Segundo ele, a pequena diferença entre os três cenários do Equador mostram que quando os níveis de propagação do vírus são muito elevados, as intervenções perdem sua eficácia.
Os bem-sucedidos Paraguai e Uruguai
Por outro lado, as projeções preveem um crescimento considerável de infecções e mortes em países que têm sido elogiados mundialmente por suas exitosas estratégias de contenção do coronavírus.
É o caso do Paraguai, que em 6 de julho tinha 20 mortes pela covid-19 e pode ter 271 mortes em 1º de outubro, segundo o IHME. Nos mesmos três meses, o Uruguai passaria de 28 para 340 mortes.
Em relação a esses dois países, Lozano afirma que a explicação dos números está na sazonalidade e na prevalência de pneumonias . "O inverno no Sul é dentro e fora de casa, e não apenas fora, como acontece nos países europeus. Isso faz uma enorme diferença."
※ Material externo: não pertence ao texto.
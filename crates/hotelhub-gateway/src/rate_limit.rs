//! Per-client rate limiting.
//!
//! A fixed window per client key: each client gets `max_requests` requests
//! per window, and the counter resets when the window expires. The store is
//! a trait object so the in-memory counter can be replaced by a shared one.

use std::net::SocketAddr;
use std::sync::Arc;
use std::time::{Duration, Instant};

use axum::extract::{ConnectInfo, Request, State};
use axum::http::{HeaderMap, HeaderName, HeaderValue};
use axum::middleware::Next;
use axum::response::{IntoResponse, Response};
use dashmap::DashMap;

use crate::error::ApiError;

const RATELIMIT_LIMIT: HeaderName = HeaderName::from_static("ratelimit-limit");
const RATELIMIT_REMAINING: HeaderName = HeaderName::from_static("ratelimit-remaining");
const RATELIMIT_RESET: HeaderName = HeaderName::from_static("ratelimit-reset");
const X_FORWARDED_FOR: HeaderName = HeaderName::from_static("x-forwarded-for");

/// Key used when no client address is known.
pub const UNKNOWN_CLIENT: &str = "unknown";

/// Outcome of counting one request.
#[derive(Debug, Clone, Copy, PartialEq, Eq)]
pub struct RateLimitDecision {
    /// Whether the request may proceed.
    pub allowed: bool,
    /// Requests allowed per window.
    pub limit: u32,
    /// Requests left in the current window.
    pub remaining: u32,
    /// Time until the window resets.
    pub reset_after: Duration,
}

/// Shared counter store for rate limiting.
pub trait RateLimitStore: Send + Sync {
    /// Count one request from `client_key` and decide whether it may proceed.
    fn hit(&self, client_key: &str) -> RateLimitDecision;

    /// Drop state for clients whose windows have long expired.
    fn purge_expired(&self) {}
}

struct ClientWindow {
    count: u32,
    started: Instant,
}

/// In-process fixed-window rate limiter.
pub struct InMemoryRateLimiter {
    clients: DashMap<String, ClientWindow>,
    max_requests: u32,
    window: Duration,
}

impl InMemoryRateLimiter {
    /// Create a limiter allowing `max_requests` per `window` per client.
    #[must_use]
    pub fn new(max_requests: u32, window: Duration) -> Self {
        Self {
            clients: DashMap::new(),
            max_requests,
            window,
        }
    }

    /// Number of clients currently tracked.
    #[must_use]
    pub fn tracked_clients(&self) -> usize {
        self.clients.len()
    }
}

impl RateLimitStore for InMemoryRateLimiter {
    fn hit(&self, client_key: &str) -> RateLimitDecision {
        let now = Instant::now();

        let mut entry = self
            .clients
            .entry(client_key.to_string())
            .or_insert_with(|| ClientWindow {
                count: 0,
                started: now,
            });

        if now.duration_since(entry.started) >= self.window {
            entry.count = 0;
            entry.started = now;
        }

        let allowed = entry.count < self.max_requests;
        if allowed {
            entry.count += 1;
        }

        RateLimitDecision {
            allowed,
            limit: self.max_requests,
            remaining: self.max_requests.saturating_sub(entry.count),
            reset_after: self.window.saturating_sub(now.duration_since(entry.started)),
        }
    }

    fn purge_expired(&self) {
        let now = Instant::now();
        let before = self.clients.len();
        self.clients
            .retain(|_, state| now.duration_since(state.started) < self.window * 2);
        tracing::debug!(
            removed = before.saturating_sub(self.clients.len()),
            "Purged expired rate-limit windows"
        );
    }
}

/// Periodically purge expired windows until the runtime shuts down.
pub fn spawn_purge_task(
    store: Arc<dyn RateLimitStore>,
    every: Duration,
) -> tokio::task::JoinHandle<()> {
    tokio::spawn(async move {
        let mut interval = tokio::time::interval(every);
        interval.tick().await;
        loop {
            interval.tick().await;
            store.purge_expired();
        }
    })
}

/// Identify the client: peer address, then first `X-Forwarded-For` entry.
#[must_use]
pub fn client_key(peer: Option<SocketAddr>, headers: &HeaderMap) -> String {
    if let Some(addr) = peer {
        return addr.ip().to_string();
    }

    headers
        .get(X_FORWARDED_FOR)
        .and_then(|v| v.to_str().ok())
        .and_then(|v| v.split(',').next())
        .map(str::trim)
        .filter(|v| !v.is_empty())
        .map_or_else(|| UNKNOWN_CLIENT.to_string(), str::to_string)
}

/// Middleware enforcing the limit and advertising it in `RateLimit-*` headers.
pub async fn enforce(
    State(store): State<Arc<dyn RateLimitStore>>,
    request: Request,
    next: Next,
) -> Response {
    let peer = request
        .extensions()
        .get::<ConnectInfo<SocketAddr>>()
        .map(|ConnectInfo(addr)| *addr);
    let key = client_key(peer, request.headers());
    let decision = store.hit(&key);

    let mut response = if decision.allowed {
        next.run(request).await
    } else {
        tracing::warn!(client = %key, limit = decision.limit, "Rate limit exceeded");
        ApiError::RateLimited.into_response()
    };

    let headers = response.headers_mut();
    headers.insert(RATELIMIT_LIMIT, HeaderValue::from(decision.limit));
    headers.insert(RATELIMIT_REMAINING, HeaderValue::from(decision.remaining));
    headers.insert(
        RATELIMIT_RESET,
        HeaderValue::from(decision.reset_after.as_secs()),
    );

    response
}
Segundo Lozano, do IHME, "a narrativa sobre a pandemia deve começar em busca de esperança, de saídas".
Para isso, ele acredita que é importante fornecer dados que permitam aos governos tomar medidas fundamentadas, mas também que as pessoas possam avaliar e decidir se devem ou não visitar seus avós ou encontrar seus amigos.
Descobrir qual é a prevalência de casos na área, se a reunião ocorrerá em um espaço aberto ou fechado e quanto tempo durará, por exemplo, "permite que um comportamento mais colaborativo reduza a propagação do vírus ", defende o médico mexicano.
"O que precisamos é melhorar nossos indicadores para que as pessoas possam avaliar a situação dia a dia e se sentirem confiantes em sair."